In February 2026, Nakinti held her annual SUVAR conference where 30 Survivors of Rape met to find healing and gain the confidence and skills they need to join the fight against child rape. Nakinti’s goal is to turn victims not just into survivors, but into changemakers. She had 231 applicants for 30 positions at her conference.
A common statement among participants was, “I thought I was alone,” but no one felt alone after this conference. Here is one of several letters posted after the conference. It was posted by a woman who was repeatedly raped when she was 15. She was from Mundemba, a small town in the jungles of western Cameroon in what is now way behind rebel lines. She was a child of a single mother, so someone offered to help sponsor her in secondary school in Buea. She lived with the sponsoring family in Buea, helping with household chores and babysitting while she attended school. One year in, the man of the house started abusing her. Even after she reported it to the wife, she was told to stay quiet or lose her opportunity to continue school. That is how the rape continued until she gathered the courage to leave. Her post:
When my application was selected for Voices Against Rape (SuVAR) 2026 Conference, I had no idea that two days would completely change the direction of my life.
For years, I carried a heaviness I didn’t fully understand. The weight of sexual violence and rape experiences sat quietly in my heart – unspoken, unprocessed, unnamed. I moved through life as if everything were normal, repeating the same routines year after year, while silently battling pain, regret, grief, and anxiety. I often wished I could do something about it. I wanted to speak. I wanted to act. But instead, I let the silence weigh me down.

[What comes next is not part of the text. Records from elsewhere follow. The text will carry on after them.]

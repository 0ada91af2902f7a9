// crates/cost-manager-probe/tests/common/stub.rs
// ============================================================================
// Module: Cost Manager Stub
// Description: In-process users, costs, logs, and admin services.
// Purpose: Give the suite a conformant target, with switches that break it.
// Dependencies: axum, cost-manager-probe, serde_json, time, tokio
// ============================================================================

//! ## Overview
//! Four axum routers share one in-memory store and are served on ephemeral
//! `127.0.0.1` ports from a dedicated thread. Every request is appended to the
//! log store by a middleware, which also injects cold-start delays.
//! [`StubFaults`] flips individual contract rules off.

use std::collections::BTreeMap;
use std::collections::HashMap;
use std::net::TcpListener as StdTcpListener;
use std::sync::Arc;
use std::sync::Mutex;
use std::thread;
use std::time::Duration;
use std::time::Instant;

use axum::Json;
use axum::Router;
use axum::body::Bytes;
use axum::extract::Path;
use axum::extract::Query;
use axum::extract::Request;
use axum::extract::State;
use axum::http::StatusCode;
use axum::middleware::Next;
use axum::middleware::from_fn_with_state;
use axum::response::IntoResponse;
use axum::response::Response;
use axum::routing::delete;
use axum::routing::get;
use axum::routing::post;
use cost_manager_probe::ServiceKind;
use cost_manager_probe::SuiteConfig;
use serde_json::Map;
use serde_json::Value;
use serde_json::json;
use time::OffsetDateTime;
use tokio::runtime::Builder;
use tokio::sync::oneshot;
use tokio::time::sleep;
use url::Url;

// ============================================================================
// SECTION: Faults
// ============================================================================

/// Contract rules the stub can break.
#[derive(Debug, Clone, Default)]
pub struct StubFaults {
    /// About entries carry an extra `email` field.
    pub about_extra_field: bool,
    /// Reports omit the `sports` bucket.
    pub drop_report_category: bool,
    /// Error bodies omit `message`.
    pub missing_error_message: bool,
    /// Costs with an unknown category are stored.
    pub accept_invalid_category: bool,
    /// Status for a duplicate user; 400 when unset.
    pub duplicate_user_status: Option<u16>,
    /// The first `n` requests are delayed by the given duration.
    pub cold_start: Option<(u64, Duration)>,
    /// Every logs read returns fewer entries than the previous one.
    pub shrink_logs: bool,
    /// Trailing-slash routes are not registered.
    pub no_trailing_slash: bool,
    /// Cost echoes carry `_id`.
    pub echo_cost_id: bool,
    /// Reports never show costs added after the first report.
    pub report_frozen: bool,
    /// `POST /api/add` on costs answers 500.
    pub costs_broken: bool,
}

// ============================================================================
// SECTION: Store
// ============================================================================

/// Stored cost.
#[derive(Debug, Clone)]
struct StoredCost {
    id: String,
    userid: u64,
    year: i64,
    month: i64,
    day: i64,
    description: String,
    category: String,
    sum: f64,
}

/// State shared by the four services.
#[derive(Debug, Default)]
struct Store {
    users: BTreeMap<u64, Value>,
    costs: Vec<StoredCost>,
    logs: Vec<Value>,
    requests: u64,
    next_cost_id: u64,
    frozen_costs: Option<usize>,
    shrinking_logs: usize,
}

/// Handler state.
#[derive(Clone)]
struct Stub {
    faults: StubFaults,
    store: Arc<Mutex<Store>>,
}

const CATEGORIES: [&str; 5] = ["food", "health", "housing", "sports", "education"];

// ============================================================================
// SECTION: Handle
// ============================================================================

/// Running stub services. Dropping the handle stops them.
pub struct StubServices {
    urls: BTreeMap<ServiceKind, Url>,
    store: Arc<Mutex<Store>>,
    shutdown: Option<oneshot::Sender<()>>,
    join: Option<thread::JoinHandle<()>>,
}

impl StubServices {
    /// Starts four conformant services.
    pub fn spawn() -> Result<Self, String> {
        Self::spawn_with(StubFaults::default())
    }

    /// Starts four services with the given faults.
    pub fn spawn_with(faults: StubFaults) -> Result<Self, String> {
        let store = Arc::new(Mutex::new(Store {
            shrinking_logs: 100,
            ..Store::default()
        }));
        let stub = Stub {
            faults,
            store: Arc::clone(&store),
        };
        let mut urls = BTreeMap::new();
        let mut servers = Vec::new();
        for kind in ServiceKind::ALL {
            let listener = StdTcpListener::bind("127.0.0.1:0")
                .map_err(|err| format!("stub bind failed: {err}"))?;
            listener
                .set_nonblocking(true)
                .map_err(|err| format!("stub listener nonblocking failed: {err}"))?;
            let addr =
                listener.local_addr().map_err(|err| format!("stub local addr failed: {err}"))?;
            let url = Url::parse(&format!("http://{addr}"))
                .map_err(|err| format!("stub url invalid: {err}"))?;
            urls.insert(kind, url);
            servers.push((listener, router(kind, stub.clone())));
        }

        let (shutdown_tx, shutdown_rx) = oneshot::channel::<()>();
        let join = thread::spawn(move || {
            let Ok(runtime) = Builder::new_current_thread().enable_all().build() else {
                return;
            };
            runtime.block_on(async move {
                let mut tasks = Vec::new();
                for (listener, app) in servers {
                    let Ok(listener) = tokio::net::TcpListener::from_std(listener) else {
                        return;
                    };
                    tasks.push(tokio::spawn(async move {
                        let _ = axum::serve(listener, app).await;
                    }));
                }
                let _ = shutdown_rx.await;
                for task in tasks {
                    task.abort();
                }
            });
        });
        Ok(Self {
            urls,
            store,
            shutdown: Some(shutdown_tx),
            join: Some(join),
        })
    }

    /// Returns the base URL of a service.
    pub fn url(&self, kind: ServiceKind) -> Url {
        self.urls[&kind].clone()
    }

    /// Local-profile configuration pointed at the stub.
    pub fn suite_config(&self) -> SuiteConfig {
        let mut config = SuiteConfig::default();
        for (kind, url) in &self.urls {
            config.endpoints.set(*kind, url.clone());
        }
        config.retry.timeout = Duration::from_secs(5);
        config.settle_delay = Duration::from_millis(20);
        config
    }

    /// Number of stored users.
    pub fn user_count(&self) -> usize {
        self.store.lock().map_or(0, |store| store.users.len())
    }

    /// Number of stored costs.
    pub fn cost_count(&self) -> usize {
        self.store.lock().map_or(0, |store| store.costs.len())
    }

    /// Number of requests served.
    pub fn request_count(&self) -> u64 {
        self.store.lock().map_or(0, |store| store.requests)
    }

    /// Inserts a user directly.
    pub fn seed_user(&self, id: u64) {
        if let Ok(mut store) = self.store.lock() {
            store.users.insert(
                id,
                json!({"id": id, "first_name": "seed", "last_name": "seed", "birthday": "2000-01-01"}),
            );
        }
    }
}

impl Drop for StubServices {
    fn drop(&mut self) {
        if let Some(shutdown) = self.shutdown.take() {
            let _ = shutdown.send(());
        }
        if let Some(join) = self.join.take() {
            let _ = join.join();
        }
    }
}

// ============================================================================
// SECTION: Routers
// ============================================================================

fn router(kind: ServiceKind, stub: Stub) -> Router {
    let slash = !stub.faults.no_trailing_slash;
    let mut app = match kind {
        ServiceKind::Users => Router::new()
            .route("/api/add", post(add_user))
            .route("/api/users", get(list_users))
            .route("/api/users/{id}", get(get_user))
            .route("/removeuser", delete(remove_user)),
        ServiceKind::Costs => {
            let mut app = Router::new()
                .route("/api/add", post(add_cost))
                .route("/api/report", get(report))
                .route("/removecost", delete(remove_cost))
                .route("/removereport", delete(remove_report));
            if slash {
                app = app.route("/api/add/", post(add_cost)).route("/api/report/", get(report));
            }
            app
        }
        ServiceKind::Logs => Router::new().route("/api/logs", get(list_logs)),
        ServiceKind::Admin => {
            let mut app = Router::new().route("/api/about", get(about));
            if slash {
                app = app.route("/api/about/", get(about));
            }
            app
        }
    };
    app = app.layer(from_fn_with_state(stub.clone(), record_request));
    app.with_state(stub)
}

Over the past few months, I began reflecting deeply on this journey called life. I asked myself hard questions: Is this all there is? Living safely in my comfort zone while my voice remains buried? This year, I made a decision – to step out of that comfort zone and do something different. Something bold. Something meaningful.
Applying for the Survivor Voices Against Rape program was one of the promises I made to myself.
When I submitted my application, I carried so much inside me. I truly believed I was alone in my experiences. I thought my pain was isolated – mine to carry forever. But when I arrived at the conference, I realized something life-changing: ‘I am not alone”.
There are so many young women and girls still struggling silently – wrestling with pain, shame, fear, and unanswered questions about their experiences. Listening to their stories, sharing mine, and sitting together in that vulnerability made one truth undeniable:
“Our voices matter”.
Speaking does not erase the past, but it eases the healing. It breaks isolation. It transforms pain into purpose.
The three-day in-house session became more than a workshop – it was a sanctuary. A safe space filled with courageous, brilliant women from different parts of Cameroon. We laughed. We cried. We listened. We healed – together.
What once felt like a personal burden became a shared strength.
I am deeply grateful to REWOCAM Nakinti Besumbu Nofuru, PhD, in partnership with Global Pearls, for creating such a powerful platform. Through their initiative, survivors are not just heard – they are empowered.
This experience did more than change my perspective; it reshaped my purpose. I no longer see myself as a victim of my past, but as a voice for healing – mine and others’.
And this is just the beginning.
Before long we will receive the project proposal from her team and 3 other teams. I’m excited to see how she will turn her pain into a crusade to help others!